I took a shaky breath and Jagger put his hand on my knee in reassurance.
“Okay sweetie, I love and please stay safe I hope you get better, sweetheart we love you.”- Mom
“Yes, Nics’ I love you stay safe. If anything happens to you on Jaggers’ watch I'm gonna be out for blood. Love ya lil’ sis.”- Sterling
“I Love you guys I'm not sure when I will come home but it might not be soon bye”- Nicole
I put my phone in the bag Jagger had brought and let out a shaky laugh. I took a deep breath and Jagger pulled into his driveway. I have only been to Jaggers once and It was a beautiful Victorian house on the outskirts of town, everything on the insides was antique.
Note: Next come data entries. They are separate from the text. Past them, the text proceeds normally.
//! Publish state machine and posting entry points
//!
//! A single publish attempt follows a bounded path: publish, and on a 401
//! refresh once, persist, retry once. There is no retry loop; the second
//! rejection is terminal and the user is flagged for re-authorization.

use std::sync::Arc;

use tracing::{debug, info, warn};

use xpost_auth::constants::TWEETS_PATH;
use xpost_auth::{OAuthClient, TokenPair};
use xpost_store::{Credential, Workbook};

/// Outcome of a posting attempt. Posting never propagates errors; every
/// fault ends up here as `success = false` with a diagnostic message.
#[derive(Debug, Clone)]
pub struct PostResult {
    pub success: bool,
    pub message: String,
    /// Platform id of the created post, on success
    pub post_id: Option<String>,
    /// Set when the attempt refreshed tokens (already persisted)
    pub new_tokens: Option<TokenPair>,
}

impl PostResult {
    fn success(message: impl Into<String>, post_id: Option<String>, new_tokens: Option<TokenPair>) -> Self {
        metrics::counter!("posts_total", "outcome" => "success").increment(1);
        Self {
            success: true,
            message: message.into(),
            post_id,
            new_tokens,
        }
    }

    fn failure(message: impl Into<String>) -> Self {
        metrics::counter!("posts_total", "outcome" => "failure").increment(1);
        Self {
            success: false,
            message: message.into(),
            post_id: None,
            new_tokens: None,
        }
    }
}

/// Classified response from one publish call.
enum PublishOutcome {
    /// 201 with the created post id (None if the body had no id)
    Created(Option<String>),
    /// 401: the access token was rejected, refresh may recover
    AuthRejected { status: u16, body: String },
    /// Any other non-success status: no retry
    Rejected { status: u16, body: String },
}

/// Publishes content as a specific user, refreshing expired tokens in-line.
pub struct Poster {
    http: reqwest::Client,
    api_url: String,
    auth: Arc<OAuthClient>,
    workbook: Arc<Workbook>,
}

impl Poster {
    pub fn new(
        api_url: String,
        auth: Arc<OAuthClient>,
        workbook: Arc<Workbook>,
        http: reqwest::Client,
    ) -> Self {
        Self {
            http,
            api_url,
            auth,
            workbook,
        }
    }

    /// Publish `text` as `user_id`, refreshing on a 401 exactly once.
    ///
    /// On refresh the new pair is persisted to the workbook before the retry,
    /// and returned in `new_tokens`. All faults become failure results.
    pub async fn post(
        &self,
        access_token: &str,
        refresh_token: &str,
        text: &str,
        user_id: &str,
    ) -> PostResult {
        match self.publish(access_token, text).await {
            Ok(PublishOutcome::Created(post_id)) => {
                info!(user_id, post_id = post_id.as_deref().unwrap_or("<unknown>"), "post published");
                PostResult::success("post published", post_id, None)
            }
            Ok(PublishOutcome::AuthRejected { status, .. }) => {
                info!(user_id, status, "access token rejected, attempting refresh");
                self.refresh_and_retry(refresh_token, text, user_id).await
            }
            Ok(PublishOutcome::Rejected { status, body }) => {
                warn!(user_id, status, "publish rejected");
                PostResult::failure(format!("publish rejected ({status}): {body}"))
            }
            Err(msg) => {
                warn!(user_id, error = %msg, "publish request failed");
                PostResult::failure(msg)
            }
        }
    }

    /// The refresh-and-retry leg of the publish state machine.
    async fn refresh_and_retry(&self, refresh_token: &str, text: &str, user_id: &str) -> PostResult {
        let pair = match self.auth.refresh(refresh_token).await {
            Ok(pair) => {
                metrics::counter!("token_refreshes_total", "outcome" => "success").increment(1);
                pair
            }
            Err(e) => {
                metrics::counter!("token_refreshes_total", "outcome" => "failure").increment(1);
                warn!(user_id, error = %e, "token refresh failed, user needs re-authorization");
                return PostResult::failure(format!(
                    "token refresh failed, re-authorization required: {e}"
                ));
            }
        };

        // The pair is persisted before the retry; the retry result does not
        // change what is stored
        match self
            .workbook
            .update_tokens(
                user_id,
                pair.access_token.clone(),
                pair.refresh_token.clone(),
            )
            .await
        {
            Ok(true) => debug!(user_id, "refreshed tokens persisted"),
            Ok(false) => warn!(user_id, "no credential row to update after refresh"),
            Err(e) => warn!(user_id, error = %e, "failed to persist refreshed tokens"),
        }

        match self.publish(&pair.access_token, text).await {
            Ok(PublishOutcome::Created(post_id)) => {
                info!(user_id, post_id = post_id.as_deref().unwrap_or("<unknown>"), "post published after token refresh");
                PostResult::success("post published after token refresh", post_id, Some(pair))
            }
            Ok(PublishOutcome::AuthRejected { status, body })
            | Ok(PublishOutcome::Rejected { status, body }) => {
                warn!(user_id, status, "publish rejected after token refresh");
                PostResult::failure(format!(
                    "publish rejected after token refresh ({status}): {body}"
                ))
            }
            Err(msg) => {
                warn!(user_id, error = %msg, "publish retry failed");
                PostResult::failure(msg)
            }
        }
    }

    /// One publish call against the platform.
    async fn publish(&self, access_token: &str, text: &str) -> Result<PublishOutcome, String> {
        let response = self
            .http
            .post(format!("{}{}", self.api_url, TWEETS_PATH))
            .bearer_auth(access_token)
            .json(&serde_json::json!({ "text": text }))
            .send()
            .await
            .map_err(|e| format!("publish request failed: {e}"))?;

        let status = response.status().as_u16();
        let body = response
            .text()
            .await
            .unwrap_or_else(|_| String::from("<no body>"));

        Ok(match status {
            201 => {
                let post_id = serde_json::from_str::<serde_json::Value>(&body)
                    .ok()
                    .and_then(|v| v["data"]["id"].as_str().map(str::to_string));
                PublishOutcome::Created(post_id)
            }
            401 => PublishOutcome::AuthRejected { status, body },
            _ => PublishOutcome::Rejected { status, body },
        })
    }

    /// Post one random entry from `channel` as `user_id`.
    ///
    /// Missing credentials and empty pools are failure results with a logged
    /// diagnostic, not errors.
    pub async fn post_random_for_user(&self, user_id: &str, channel: &str) -> PostResult {
        let user = match self.load_user(Some(user_id)).await {
            Ok(user) => user,
            Err(msg) => return PostResult::failure(msg),
        };
        self.post_content_for(&user, None, channel).await
    }

    /// Post one random entry from `channel` as the first stored user.
    ///
    /// Scheduled triggers run as the first user in the credentials table.
    pub async fn post_random_for_first_user(&self, channel: &str) -> PostResult {
        let user = match self.load_user(None).await {
            Ok(user) => user,
            Err(msg) => return PostResult::failure(msg),
        };
        self.post_content_for(&user, None, channel).await
    }

    /// Post as `user_id` with an optional literal text override; without one
    /// a random entry is drawn from `channel`.
    pub async fn post_for_user(
        &self,
        user_id: &str,
        custom_text: Option<&str>,
        channel: &str,
    ) -> PostResult {
        let user = match self.load_user(Some(user_id)).await {
            Ok(user) => user,
            Err(msg) => return PostResult::failure(msg),
        };
        self.post_content_for(&user, custom_text, channel).await
    }

    /// Resolve the posting text and delegate to `post`.
    async fn post_content_for(
        &self,
        user: &Credential,
        custom_text: Option<&str>,
        channel: &str,
    ) -> PostResult {
        let text = match custom_text {
            Some(text) => text.to_string(),
            None => match self.workbook.pick_random(channel).await {
                Ok(text) => text,
                Err(e) => {
                    warn!(channel, error = %e, "no content to post");
                    return PostResult::failure(format!("no content to post: {e}"));
                }
            },
        };

        info!(user_name = %user.user_name, channel, "posting");
        self.post(&user.access_token, &user.refresh_token, &text, &user.user_id)
            .await
    }

    /// Load one user's credentials, or the first stored user's when `None`.
    ///
    /// A missing row (or a missing table) yields a diagnostic message the
    /// caller folds into its own failure shape.
    async fn load_user(&self, user_id: Option<&str>) -> Result<Credential, String> {
        let rows = match self.workbook.get_credentials(user_id).await {
            Ok(rows) => rows,
            Err(e) => {
                warn!(error = %e, "credential lookup failed");
                return Err(format!("credential lookup failed: {e}"));
            }
        };

        match rows.into_iter().next() {
            Some(user) => Ok(user),
            None => {
                let who = user_id.unwrap_or("<first user>");
                warn!(user_id = who, "no credentials stored");
                Err(format!("no credentials stored for {who}"))
            }
        }
    }

    /// Check a user's access token, refreshing and persisting once if it is
    /// no longer accepted. Returns final validity: true if the original token
    /// was valid or the refresh succeeded.
    pub async fn verify_and_refresh_token(&self, user_id: &str) -> bool {
        let user = match self.load_user(Some(user_id)).await {
            Ok(user) => user,
            Err(_) => return false,
        };

        if self.auth.verify_access_token(&user.access_token).await {
            debug!(user_id, "access token valid");
            return true;
        }

        info!(user_id, "access token invalid, attempting refresh");
        match self.auth.refresh(&user.refresh_token).await {
            Ok(pair) => {
                metrics::counter!("token_refreshes_total", "outcome" => "success").increment(1);
                match self
                    .workbook
                    .update_tokens(user_id, pair.access_token, pair.refresh_token)
                    .await
                {
                    Ok(_) => info!(user_id, "tokens refreshed and persisted"),
                    Err(e) => warn!(user_id, error = %e, "failed to persist refreshed tokens"),
                }
                true
            }
            Err(e) => {
                metrics::counter!("token_refreshes_total", "outcome" => "failure").increment(1);
                warn!(user_id, error = %e, "token refresh failed, user needs re-authorization");
                false
            }
        }
    }

    /// Run `verify_and_refresh_token` for every stored user.
    pub async fn verify_all_tokens(&self) -> Vec<(String, bool)> {
        let rows = match self.workbook.get_credentials(None).await {
            Ok(rows) => rows,
            Err(e) => {
                warn!(error = %e, "credential lookup failed");
                return Vec::new();
            }
        };

        let mut results = Vec::with_capacity(rows.len());
        for user in rows {
            let valid = self.verify_and_refresh_token(&user.user_id).await;
            info!(user_id = %user.user_id, user_name = %user.user_name, valid, "token checked");
            results.push((user.user_id, valid));
        }
        results
    }
}
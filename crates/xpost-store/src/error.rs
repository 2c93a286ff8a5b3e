//! Error types for workbook operations

/// Errors from workbook operations.
#[derive(Debug, thiserror::Error)]
pub enum Error {
    /// The backing table is missing (e.g. no user has authorized yet).
    #[error("store unavailable: {0}")]
    StoreUnavailable(String),

    /// The channel holds no postable entries after trimming and filtering.
    #[error("empty content pool: {0}")]
    EmptyContentPool(String),

    #[error("workbook parse error: {0}")]
    Parse(String),

    #[error("I/O error: {0}")]
    Io(String),
}

/// Result alias for workbook operations.
pub type Result<T> = std::result::Result<T, Error>;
He led me to his room that was the same as last time he still had a black bed with black pillows, sheets, and comforter. He had a beat-up, black, bean bag chair that was in the corner with a dark blue guitar case that held a beautiful acoustic guitar. I felt safe in Jaggers’ arms as he held me in his bed, it as if nothing could hurt me. Right before I fell asleep I looked up at Jagger and asked him.
“Jagger, What's something you want to do before high school ends? Oh, um….What's something that you already have done?”
He turned his gaze to me and smiled,
“Something I want to do before high school ends is to tell you that I love you. Something I already have done is fallen in love with you.”
He gave me a small kiss and I was practically beaming, he has never told me that before and the fact that he did made me so happy. Slowly I began to relax as he whispered comforting words into my ear and softly played with my hair. Within minutes, I slowly drifted into a deep sleep, knowing when I woke up I would be able to spend every second of Saturday with him. As I let sleep take over I laid there thinking about how him and Sterling are right- I did push them away. Never again, I tell myself, never again.